» Assignment:
Which lines below fall between the one containing "any open sub-board." and the one containing "pub struct Move"? Repeat them exactly, counting both of those lines, and add nothing else.

» Saved entries:
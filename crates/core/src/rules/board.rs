//! Board data model: marks, cells, the nested 3×3 grids and their outcomes.

use std::{fmt, ops::Index};

use serde::{Deserialize, Serialize};

use crate::error::RoomError;

/// Number of cells in a sub-board and of sub-boards in the super-grid.
pub const GRID_SIZE: usize = 9;

/// A player's mark.
#[derive(Debug, Clone, Copy, PartialEq, Eq, Hash, Serialize, Deserialize)]
pub enum Mark {
    /// First player; always opens the game.
    X,
    /// Second player.
    O,
}

impl Mark {
    /// The other mark.
    pub fn opponent(self) -> Self {
        match self {
            Mark::X => Mark::O,
            Mark::O => Mark::X,
        }
    }
}

impl fmt::Display for Mark {
    fn fmt(&self, f: &mut fmt::Formatter<'_>) -> fmt::Result {
        match self {
            Mark::X => f.write_str("X"),
            Mark::O => f.write_str("O"),
        }
    }
}

/// A single square: empty, or holding the mark placed there.
pub type Cell = Option<Mark>;

/// Position within a 3×3 grid, row-major, guaranteed to be in `0..=8`.
///
/// Used both for a cell inside a sub-board and for a sub-board inside the
/// super-grid. Deserialization goes through [`TryFrom<u8>`] so indices coming
/// off the wire are never trusted.
#[derive(Debug, Clone, Copy, PartialEq, Eq, PartialOrd, Ord, Hash, Serialize, Deserialize)]
#[serde(try_from = "u8", into = "u8")]
pub struct GridIndex(u8);

impl GridIndex {
    /// Validate a raw index.
    pub fn new(raw: u8) -> Result<Self, RoomError> {
        if usize::from(raw) < GRID_SIZE {
            Ok(Self(raw))
        } else {
            Err(RoomError::InvalidIndex(raw))
        }
    }

    /// Index as a `usize` for slice access.
    pub const fn get(self) -> usize {
        self.0 as usize
    }

    /// All nine indices in order.
    pub fn all() -> impl Iterator<Item = GridIndex> {
        (0..GRID_SIZE as u8).map(GridIndex)
    }
}

impl TryFrom<u8> for GridIndex {
    type Error = RoomError;

    fn try_from(raw: u8) -> Result<Self, Self::Error> {
        Self::new(raw)
    }
}

impl From<GridIndex> for u8 {
    fn from(index: GridIndex) -> Self {
        index.0
    }
}

impl fmt::Display for GridIndex {
    fn fmt(&self, f: &mut fmt::Formatter<'_>) -> fmt::Result {
        write!(f, "{}", self.0)
    }
}

/// One of the nine inner 3×3 grids.
#[derive(Debug, Clone, Copy, PartialEq, Eq, Default, Serialize, Deserialize)]
#[serde(transparent)]
pub struct SubBoard([Cell; GRID_SIZE]);

impl SubBoard {
    /// Build a sub-board from raw cells.
    pub fn from_cells(cells: [Cell; GRID_SIZE]) -> Self {
        Self(cells)
    }

    /// Borrow the cells in row-major order.
    pub fn cells(&self) -> &[Cell; GRID_SIZE] {
        &self.0
    }

    /// Whether every cell holds a mark.
    pub fn is_full(&self) -> bool {
        self.0.iter().all(Option::is_some)
    }

    /// Number of empty cells.
    pub fn empty_cells(&self) -> usize {
        self.0.iter().filter(|cell| cell.is_none()).count()
    }

    pub(crate) fn place(&mut self, index: GridIndex, mark: Mark) {
        debug_assert!(self.0[index.get()].is_none(), "cell overwritten");
        self.0[index.get()] = Some(mark);
    }
}

impl Index<GridIndex> for SubBoard {
    type Output = Cell;

    fn index(&self, index: GridIndex) -> &Self::Output {
        &self.0[index.get()]
    }
}

/// The super-grid of nine sub-boards.
#[derive(Debug, Clone, Copy, PartialEq, Eq, Default, Serialize, Deserialize)]
#[serde(transparent)]
pub struct Board([SubBoard; GRID_SIZE]);

impl Board {
    /// Build a board from its sub-boards.
    pub fn from_sub_boards(sub_boards: [SubBoard; GRID_SIZE]) -> Self {
        Self(sub_boards)
    }

    /// Iterate over sub-boards paired with their index.
    pub fn sub_boards(&self) -> impl Iterator<Item = (GridIndex, &SubBoard)> {
        GridIndex::all().zip(self.0.iter())
    }

    /// Content of the cell a move targets.
    pub fn cell(&self, mv: Move) -> Cell {
        self.0[mv.board_index.get()][mv.cell_index]
    }

    /// Total number of marks on the board.
    pub fn marks_placed(&self) -> usize {
        self.0
            .iter()
            .map(|sub| GRID_SIZE - sub.empty_cells())
            .sum()
    }

    pub(crate) fn place(&mut self, mv: Move, mark: Mark) {
        self.0[mv.board_index.get()].place(mv.cell_index, mark);
    }
}

impl Index<GridIndex> for Board {
    type Output = SubBoard;

    fn index(&self, index: GridIndex) -> &Self::Output {
        &self.0[index.get()]
    }
}

/// Wire shape shared by [`SubResult`] and [`GameResult`]: `"X"`, `"O"`,
/// `"draw"` or `null`.
#[derive(Debug, Clone, Copy, PartialEq, Eq, Serialize, Deserialize)]
enum Outcome {
    X,
    O,
    #[serde(rename = "draw")]
    Draw,
}

impl From<Mark> for Outcome {
    fn from(mark: Mark) -> Self {
        match mark {
            Mark::X => Outcome::X,
            Mark::O => Outcome::O,
        }
    }
}

/// Outcome of a single sub-board. Derived from its cells, frozen once decided.
#[derive(Debug, Clone, Copy, PartialEq, Eq, Default, Serialize, Deserialize)]
#[serde(from = "Option<Outcome>", into = "Option<Outcome>")]
pub enum SubResult {
    /// Three in a row for this mark.
    Won(Mark),
    /// Full with no line.
    Draw,
    /// Still open.
    #[default]
    Undecided,
}

impl SubResult {
    /// Whether the sub-board is closed to further play.
    pub fn is_decided(self) -> bool {
        !matches!(self, SubResult::Undecided)
    }

    /// Winning mark, if any.
    pub fn winner(self) -> Option<Mark> {
        match self {
            SubResult::Won(mark) => Some(mark),
            _ => None,
        }
    }
}

impl From<Option<Outcome>> for SubResult {
    fn from(raw: Option<Outcome>) -> Self {
        match raw {
            Some(Outcome::X) => SubResult::Won(Mark::X),
            Some(Outcome::O) => SubResult::Won(Mark::O),
            Some(Outcome::Draw) => SubResult::Draw,
            None => SubResult::Undecided,
        }
    }
}

impl From<SubResult> for Option<Outcome> {
    fn from(result: SubResult) -> Self {
        match result {
            SubResult::Won(mark) => Some(mark.into()),
            SubResult::Draw => Some(Outcome::Draw),
            SubResult::Undecided => None,
        }
    }
}

/// Outcome of the whole game.
#[derive(Debug, Clone, Copy, PartialEq, Eq, Default, Serialize, Deserialize)]
#[serde(from = "Option<Outcome>", into = "Option<Outcome>")]
pub enum GameResult {
    /// Decisive result, by line, forfeit or otherwise.
    Won(Mark),
    /// Drawn on the board or by agreement.
    Draw,
    /// Play continues.
    #[default]
    Ongoing,
}

impl GameResult {
    /// Whether the game is over.
    pub fn is_terminal(self) -> bool {
        !matches!(self, GameResult::Ongoing)
    }

    /// Winning mark, if any.
    pub fn winner(self) -> Option<Mark> {
        match self {
            GameResult::Won(mark) => Some(mark),
            _ => None,
        }
    }
}

impl From<Option<Outcome>> for GameResult {
    fn from(raw: Option<Outcome>) -> Self {
        match raw {
            Some(Outcome::X) => GameResult::Won(Mark::X),
            Some(Outcome::O) => GameResult::Won(Mark::O),
            Some(Outcome::Draw) => GameResult::Draw,
            None => GameResult::Ongoing,
        }
    }
}

impl From<GameResult> for Option<Outcome> {
    fn from(result: GameResult) -> Self {
        match result {
            GameResult::Won(mark) => Some(mark.into()),
            GameResult::Draw => Some(Outcome::Draw),
            GameResult::Ongoing => None,
        }
    }
}

impl fmt::Display for GameResult {
    fn fmt(&self, f: &mut fmt::Formatter<'_>) -> fmt::Result {
        match self {
            GameResult::Won(mark) => write!(f, "{mark} wins"),
            GameResult::Draw => f.write_str("draw"),
            GameResult::Ongoing => f.write_str("ongoing"),
        }
    }
}

/// Sub-board the next player must play in; `None` means any open sub-board.
pub type ForcedBoard = Option<GridIndex>;

/// A proposed placement: which sub-board, and which cell inside it.
#[derive(Debug, Clone, Copy, PartialEq, Eq, Hash, Serialize, Deserialize)]
#[serde(rename_all = "camelCase")]
pub struct Move {
    /// Target sub-board in the super-grid.
    pub board_index: GridIndex,
    /// Target cell inside that sub-board.
    pub cell_index: GridIndex,
}

impl Move {
    /// Build a move from raw indices, validating both.
    pub fn new(board_index: u8, cell_index: u8) -> Result<Self, RoomError> {
        Ok(Self {
            board_index: GridIndex::new(board_index)?,
            cell_index: GridIndex::new(cell_index)?,
        })
    }
}

impl fmt::Display for Move {
    fn fmt(&self, f: &mut fmt::Formatter<'_>) -> fmt::Result {
        write!(f, "({}, {})", self.board_index, self.cell_index)
    }
}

» Worked solution:
/// Sub-board the next player must play in; `None` means any open sub-board.
pub type ForcedBoard = Option<GridIndex>;

/// A proposed placement: which sub-board, and which cell inside it.
#[derive(Debug, Clone, Copy, PartialEq, Eq, Hash, Serialize, Deserialize)]
#[serde(rename_all = "camelCase")]
pub struct Move {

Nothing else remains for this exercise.